_Assignment_
Only these lines of the data below are wanted: the one with "f64, iterations: usize)", the one with "if !(level >", and any lines between them, each repeated exactly.

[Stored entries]
· · · · ·

//! Least squares fit results.

use faer::Col;

/// Complete result from a least squares fit on one training sample.
///
/// Contains coefficients, sums of squares, fit statistics, information
/// criteria and, when requested, coefficient inference.
#[derive(Debug, Clone)]
pub struct RegressionResult {
    // ========== Core Results ==========
    /// Estimated coefficients (excluding intercept).
    /// Aliased coefficients are NaN; only auxiliary fits can produce them.
    pub coefficients: Col<f64>,

    /// Intercept term (if model was fit with intercept).
    pub intercept: Option<f64>,

    /// Residuals (y - fitted_values).
    pub residuals: Col<f64>,

    /// Fitted values on the training data.
    pub fitted_values: Col<f64>,

    // ========== Rank Information ==========
    /// Numerical rank of the (centered) predictor matrix.
    pub rank: usize,

    /// Number of parameters (including intercept if present).
    pub n_parameters: usize,

    /// Number of observations.
    pub n_observations: usize,

    /// Which coefficients are aliased (perfectly collinear or constant).
    pub aliased: Vec<bool>,

    // ========== Sums of Squares ==========
    /// Total sum of squares around the response mean.
    pub sst: f64,

    /// Residual (error) sum of squares.
    pub sse: f64,

    // ========== Fit Statistics ==========
    /// Coefficient of determination (R²).
    pub r_squared: f64,

    /// Adjusted R².
    pub adj_r_squared: f64,

    /// Residual mean square SSE / (n - p).
    pub mse: f64,

    /// Residual standard error, sqrt(MSE).
    pub rmse: f64,

    /// F-statistic for overall model significance.
    pub f_statistic: f64,

    /// Upper-tail p-value of the F-statistic.
    pub f_pvalue: f64,

    // ========== Information Criteria ==========
    /// Gaussian log-likelihood at the ML variance estimate SSE / n.
    pub log_likelihood: f64,

    /// Akaike Information Criterion.
    pub aic: f64,

    /// Bayesian Information Criterion.
    pub bic: f64,

    // ========== Inference Statistics (Optional) ==========
    /// Standard errors of coefficients.
    pub std_errors: Option<Col<f64>>,

    /// Standard error of intercept.
    pub intercept_std_error: Option<f64>,

    /// t-statistics for coefficients.
    pub t_statistics: Option<Col<f64>>,

    /// t-statistic for intercept.
    pub intercept_t_statistic: Option<f64>,

    /// Two-sided p-values for coefficient significance tests.
    pub p_values: Option<Col<f64>>,

    /// Two-sided p-value for the intercept.
    pub intercept_p_value: Option<f64>,

    /// Lower bounds of coefficient confidence intervals.
    pub conf_interval_lower: Option<Col<f64>>,

    /// Upper bounds of coefficient confidence intervals.
    pub conf_interval_upper: Option<Col<f64>>,

    /// Intercept confidence interval (lower, upper).
    pub intercept_conf_interval: Option<(f64, f64)>,

    /// Confidence level used for intervals.
    pub confidence_level: f64,
}

impl RegressionResult {
    /// Create a new empty result (used internally by solvers).
    pub(crate) fn empty(n_features: usize, n_observations: usize) -> Self {
        Self {
            coefficients: Col::zeros(n_features),
            intercept: None,
            residuals: Col::zeros(n_observations),
            fitted_values: Col::zeros(n_observations),
            rank: 0,
            n_parameters: 0,
            n_observations,
            aliased: vec![false; n_features],
            sst: 0.0,
            sse: 0.0,
            r_squared: 0.0,
            adj_r_squared: f64::NAN,
            mse: f64::NAN,
            rmse: f64::NAN,
            f_statistic: f64::NAN,
            f_pvalue: f64::NAN,
            log_likelihood: f64::NAN,
            aic: f64::NAN,
            bic: f64::NAN,
            std_errors: None,
            intercept_std_error: None,
            t_statistics: None,
            intercept_t_statistic: None,
            p_values: None,
            intercept_p_value: None,
            conf_interval_lower: None,
            conf_interval_upper: None,
            intercept_conf_interval: None,
            confidence_level: 0.95,
        }
    }

    /// Residual degrees of freedom (n - p).
    pub fn residual_df(&self) -> usize {
        self.n_observations.saturating_sub(self.n_parameters)
    }

    /// Model degrees of freedom (p - 1 if intercept, else p).
    pub fn model_df(&self) -> usize {
        if self.intercept.is_some() {
            self.n_parameters.saturating_sub(1)
        } else {
            self.n_parameters
        }
    }

    /// Regression sum of squares (SSR = SST - SSE).
    pub fn ssr(&self) -> f64 {
        self.sst - self.sse
    }

    /// Mean square due to regression, SSR / (p - 1).
    pub fn msr(&self) -> f64 {
        let df = self.model_df();
        if df == 0 {
            f64::NAN
        } else {
            self.ssr() / df as f64
        }
    }

    /// Check if any coefficients are aliased.
    pub fn has_aliased(&self) -> bool {
        self.aliased.iter().any(|&a| a)
    }

    /// Get coefficient value, returning None for aliased coefficients.
    pub fn get_coefficient(&self, index: usize) -> Option<f64> {
        if index < self.coefficients.nrows() && !self.aliased[index] {
            Some(self.coefficients[index])
        } else {
            None
        }
    }
}
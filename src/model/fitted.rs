//! Fitted-model records for the presentation layer.

use crate::core::{
    IntervalType, OptionsError, PredictionResult, RegressionOptions, RegressionResult,
};
use crate::data::Dataset;
use crate::diagnostics::{
    compute_leverage, cooks_distance, diagnostic_series, high_leverage_points, influential_cooks,
    residual_outliers, studentized_residuals, DiagnosticSeries,
};
use crate::inference::compute_prediction_intervals;
use crate::solvers::{check_feature_names, FittedRegressor, OlsRegressor, RegressionError, Regressor};
use faer::{Col, Mat};
use serde::{Deserialize, Serialize};

/// Estimate and inference for one model term.
#[derive(Debug, Clone, PartialEq, Serialize, Deserialize)]
pub struct CoefficientEstimate {
    pub term: String,
    #[serde(with = "crate::utils::serde_float")]
    pub estimate: f64,
    #[serde(with = "crate::utils::serde_float")]
    pub std_error: f64,
    #[serde(with = "crate::utils::serde_float")]
    pub t_statistic: f64,
    #[serde(with = "crate::utils::serde_float")]
    pub p_value: f64,
    #[serde(with = "crate::utils::serde_float")]
    pub conf_low: f64,
    #[serde(with = "crate::utils::serde_float")]
    pub conf_high: f64,
}

/// An OLS model with intercept fit on one training sample, together with its
/// test-set quality and per-observation diagnostics.
///
/// Per-observation vectors (`residuals` through `cooks_distance`) follow the
/// training row order.
#[derive(Debug, Clone, PartialEq, Serialize, Deserialize)]
pub struct FittedModel {
    pub features: Vec<String>,
    pub intercept: CoefficientEstimate,
    /// One entry per feature, in `features` order.
    pub coefficients: Vec<CoefficientEstimate>,
    #[serde(with = "crate::utils::serde_float")]
    pub confidence_level: f64,

    pub n_train: usize,
    pub n_test: usize,

    /// Training R².
    #[serde(with = "crate::utils::serde_float")]
    pub r_squared: f64,
    /// Training adjusted R².
    #[serde(with = "crate::utils::serde_float")]
    pub adj_r_squared: f64,
    /// Residual standard error on the training rows.
    #[serde(with = "crate::utils::serde_float")]
    pub residual_std_error: f64,
    /// R² of the test-set predictions.
    #[serde(with = "crate::utils::serde_float")]
    pub test_r_squared: f64,
    /// Root mean squared error of the test-set predictions.
    #[serde(with = "crate::utils::serde_float")]
    pub test_rmse: f64,

    #[serde(with = "crate::utils::serde_float")]
    pub f_statistic: f64,
    #[serde(with = "crate::utils::serde_float")]
    pub f_pvalue: f64,
    #[serde(with = "crate::utils::serde_float")]
    pub log_likelihood: f64,
    #[serde(with = "crate::utils::serde_float")]
    pub aic: f64,
    #[serde(with = "crate::utils::serde_float")]
    pub bic: f64,

    #[serde(with = "crate::utils::serde_float::seq")]
    pub residuals: Vec<f64>,
    #[serde(with = "crate::utils::serde_float::seq")]
    pub fitted_values: Vec<f64>,
    #[serde(with = "crate::utils::serde_float::seq")]
    pub leverage: Vec<f64>,
    #[serde(with = "crate::utils::serde_float::seq")]
    pub studentized_residuals: Vec<f64>,
    #[serde(with = "crate::utils::serde_float::seq")]
    pub cooks_distance: Vec<f64>,

    #[serde(with = "crate::utils::serde_float")]
    mse: f64,
    residual_df: usize,
    /// (X_aug'X_aug)⁻¹ of the training design, row-major.
    #[serde(with = "crate::utils::serde_float::nested")]
    xtx_inverse: Vec<Vec<f64>>,
}

/// Fit OLS with intercept on the training rows and score it on the test rows.
///
/// The intercept and coefficient inference are always computed; from
/// `options` only the confidence level and rank tolerance are used. A
/// collinear or constant predictor fails with
/// [`RegressionError::SingularFeatures`]. An empty test set yields NaN test
/// metrics.
pub fn fit<S: AsRef<str>>(
    x_train: &Mat<f64>,
    y_train: &Col<f64>,
    x_test: &Mat<f64>,
    y_test: &Col<f64>,
    names: &[S],
    options: &RegressionOptions,
) -> Result<FittedModel, RegressionError> {
    check_feature_names(x_train, names)?;
    check_feature_names(x_test, names)?;
    if x_test.nrows() != y_test.nrows() {
        return Err(RegressionError::DimensionMismatch {
            x_rows: x_test.nrows(),
            y_len: y_test.nrows(),
        });
    }

    let options = RegressionOptions {
        with_intercept: true,
        compute_inference: true,
        allow_aliased: false,
        ..options.clone()
    };
    options.validate()?;

    let fitted = OlsRegressor::new(options.clone())
        .fit(x_train, y_train)
        .map_err(|e| e.with_feature_names(names))?;
    let result = fitted.result();

    let leverage = compute_leverage(x_train, true)?;
    let studentized = studentized_residuals(&result.residuals, &leverage, result.mse);
    let cooks = cooks_distance(&result.residuals, &leverage, result.mse, result.n_parameters);

    let xtx_inverse = fitted
        .xtx_inverse()
        .map(to_rows)
        .ok_or_else(|| RegressionError::NumericalError("training design is not invertible".into()))?;

    Ok(FittedModel {
        features: names.iter().map(|n| n.as_ref().to_string()).collect(),
        intercept: intercept_estimate(result),
        coefficients: coefficient_estimates(result, names),
        confidence_level: options.confidence_level,
        n_train: x_train.nrows(),
        n_test: x_test.nrows(),
        r_squared: result.r_squared,
        adj_r_squared: result.adj_r_squared,
        residual_std_error: result.rmse,
        test_r_squared: fitted.score(x_test, y_test),
        test_rmse: fitted.rmse(x_test, y_test),
        f_statistic: result.f_statistic,
        f_pvalue: result.f_pvalue,
        log_likelihood: result.log_likelihood,
        aic: result.aic,
        bic: result.bic,
        residuals: result.residuals.iter().copied().collect(),
        fitted_values: result.fitted_values.iter().copied().collect(),
        leverage: leverage.iter().copied().collect(),
        studentized_residuals: studentized.iter().copied().collect(),
        cooks_distance: cooks.iter().copied().collect(),
        mse: result.mse,
        residual_df: result.residual_df(),
        xtx_inverse,
    })
}

/// [`fit`] on named columns of a train and a test dataset.
pub fn fit_datasets<S: AsRef<str>>(
    train: &Dataset,
    test: &Dataset,
    features: &[S],
    response: &str,
    options: &RegressionOptions,
) -> Result<FittedModel, RegressionError> {
    let x_train = train.design_matrix(features)?;
    let y_train = train.vector(response)?;
    let x_test = test.design_matrix(features)?;
    let y_test = test.vector(response)?;
    fit(&x_train, &y_train, &x_test, &y_test, features, options)
}

/// The four diagnostic panels of a fitted model.
pub fn diagnostics(model: &FittedModel, span: f64, iterations: usize) -> DiagnosticSeries {
    diagnostic_series(
        &model.fitted_values,
        &model.residuals,
        &model.studentized_residuals,
        &model.leverage,
        span,
        iterations,
    )
}

impl FittedModel {
    /// Number of parameters including the intercept.
    pub fn n_parameters(&self) -> usize {
        self.features.len() + 1
    }

    pub fn coefficient(&self, feature: &str) -> Option<&CoefficientEstimate> {
        self.coefficients.iter().find(|c| c.term == feature)
    }

    /// Point predictions for rows with the model's feature columns.
    pub fn predict(&self, x: &Mat<f64>) -> Result<Col<f64>, RegressionError> {
        check_feature_names(x, &self.features)?;
        Ok(Col::from_fn(x.nrows(), |i| {
            self.coefficients
                .iter()
                .enumerate()
                .fold(self.intercept.estimate, |acc, (j, c)| acc + c.estimate * x[(i, j)])
        }))
    }

    /// Point predictions for a dataset holding the model's feature columns.
    pub fn predict_dataset(&self, dataset: &Dataset) -> Result<Col<f64>, RegressionError> {
        let x = dataset.design_matrix(&self.features)?;
        self.predict(&x)
    }

    /// Predictions with confidence or prediction intervals at `level`.
    pub fn predict_with_interval(
        &self,
        x: &Mat<f64>,
        interval: IntervalType,
        level: f64,
    ) -> Result<PredictionResult, RegressionError> {
        if !(level > 0.0 && level < 1.0) {
            return Err(OptionsError::InvalidConfidenceLevel(level).into());
        }
        let predictions = self.predict(x)?;

        let p = self.xtx_inverse.len();
        let xtx_inv = Mat::from_fn(p, p, |i, j| self.xtx_inverse[i][j]);

        Ok(compute_prediction_intervals(
            x,
            &xtx_inv,
            &predictions,
            self.mse,
            self.residual_df as f64,
            level,
            interval,
        ))
    }

    /// Training rows with leverage above 2p/n.
    pub fn high_leverage(&self) -> Vec<usize> {
        high_leverage_points(&to_col(&self.leverage), self.n_parameters(), None)
    }

    /// Training rows with Cook's distance above 4/n.
    pub fn influential(&self) -> Vec<usize> {
        influential_cooks(&to_col(&self.cooks_distance), None)
    }

    /// Training rows with |studentized residual| above `threshold`.
    pub fn outliers(&self, threshold: f64) -> Vec<usize> {
        residual_outliers(&to_col(&self.studentized_residuals), threshold)
    }
}

fn to_rows(m: &Mat<f64>) -> Vec<Vec<f64>> {
    (0..m.nrows())
        .map(|i| (0..m.ncols()).map(|j| m[(i, j)]).collect())
        .collect()
}

fn to_col(values: &[f64]) -> Col<f64> {
    Col::from_fn(values.len(), |i| values[i])
}

fn intercept_estimate(result: &RegressionResult) -> CoefficientEstimate {
    let (conf_low, conf_high) = result
        .intercept_conf_interval
        .unwrap_or((f64::NAN, f64::NAN));
    CoefficientEstimate {
        term: "Intercept".to_string(),
        estimate: result.intercept.unwrap_or(f64::NAN),
        std_error: result.intercept_std_error.unwrap_or(f64::NAN),
        t_statistic: result.intercept_t_statistic.unwrap_or(f64::NAN),
        p_value: result.intercept_p_value.unwrap_or(f64::NAN),
        conf_low,
        conf_high,
    }
}

fn coefficient_estimates<S: AsRef<str>>(
    result: &RegressionResult,
    names: &[S],
) -> Vec<CoefficientEstimate> {
    let pick = |values: &Option<Col<f64>>, j: usize| values.as_ref().map_or(f64::NAN, |v| v[j]);

    names
        .iter()
        .enumerate()
        .map(|(j, name)| CoefficientEstimate {
            term: name.as_ref().to_string(),
            estimate: result.coefficients[j],
            std_error: pick(&result.std_errors, j),
            t_statistic: pick(&result.t_statistics, j),
            p_value: pick(&result.p_values, j),
            conf_low: pick(&result.conf_interval_lower, j),
            conf_high: pick(&result.conf_interval_upper, j),
        })
        .collect()
}
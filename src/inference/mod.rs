//! Statistical inference: standard errors, p-values, intervals and F-tests.

mod coefficient;
mod prediction;

pub use coefficient::{t_critical, CoefficientInference};
pub use f_test::{overall_f_test, partial_f_test, FTestSummary, PartialFTest};
pub use prediction::{
    compute_prediction_intervals, compute_xtx_inverse, compute_xtx_inverse_augmented,
};

pub(crate) use prediction::quadratic_form_row;
//! Screening of implausible body fat values against a published formula.

mod detector;
pub mod reference;

pub use detector::{clean_df, find_anomalies, AnomalyRecord};
pub use reference::predict_reference;
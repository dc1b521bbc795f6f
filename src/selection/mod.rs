//! Predictor selection: Holm-corrected partial F-tests, exhaustive subset
//! search and VIF-based reduction.

mod reduction;
mod stepwise;
mod subsets;

pub use reduction::reduce_multicollinearity;
pub use stepwise::{holm_step_down, significant_features, SignificanceResult};
pub use subsets::{fit_all_combinations, SubsetScore, MAX_CANDIDATES};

· · · · ·

_Solution_
pub fn diagnostics(model: &FittedModel, span: f64, iterations: usize) -> DiagnosticSeries {
    diagnostic_series(
        &model.fitted_values,
        &model.residuals,
        &model.studentized_residuals,
        &model.leverage,
        span,
        iterations,
    )
}

impl FittedModel {
    /// Number of parameters including the intercept.
    pub fn n_parameters(&self) -> usize {
        self.features.len() + 1
    }

    pub fn coefficient(&self, feature: &str) -> Option<&CoefficientEstimate> {
        self.coefficients.iter().find(|c| c.term == feature)
    }

    /// Point predictions for rows with the model's feature columns.
    pub fn predict(&self, x: &Mat<f64>) -> Result<Col<f64>, RegressionError> {
        check_feature_names(x, &self.features)?;
        Ok(Col::from_fn(x.nrows(), |i| {
            self.coefficients
                .iter()
                .enumerate()
                .fold(self.intercept.estimate, |acc, (j, c)| acc + c.estimate * x[(i, j)])
        }))
    }

    /// Point predictions for a dataset holding the model's feature columns.
    pub fn predict_dataset(&self, dataset: &Dataset) -> Result<Col<f64>, RegressionError> {
        let x = dataset.design_matrix(&self.features)?;
        self.predict(&x)
    }

    /// Predictions with confidence or prediction intervals at `level`.
    pub fn predict_with_interval(
        &self,
        x: &Mat<f64>,
        interval: IntervalType,
        level: f64,
    ) -> Result<PredictionResult, RegressionError> {
        if !(level > 0.0 && level < 1.0) {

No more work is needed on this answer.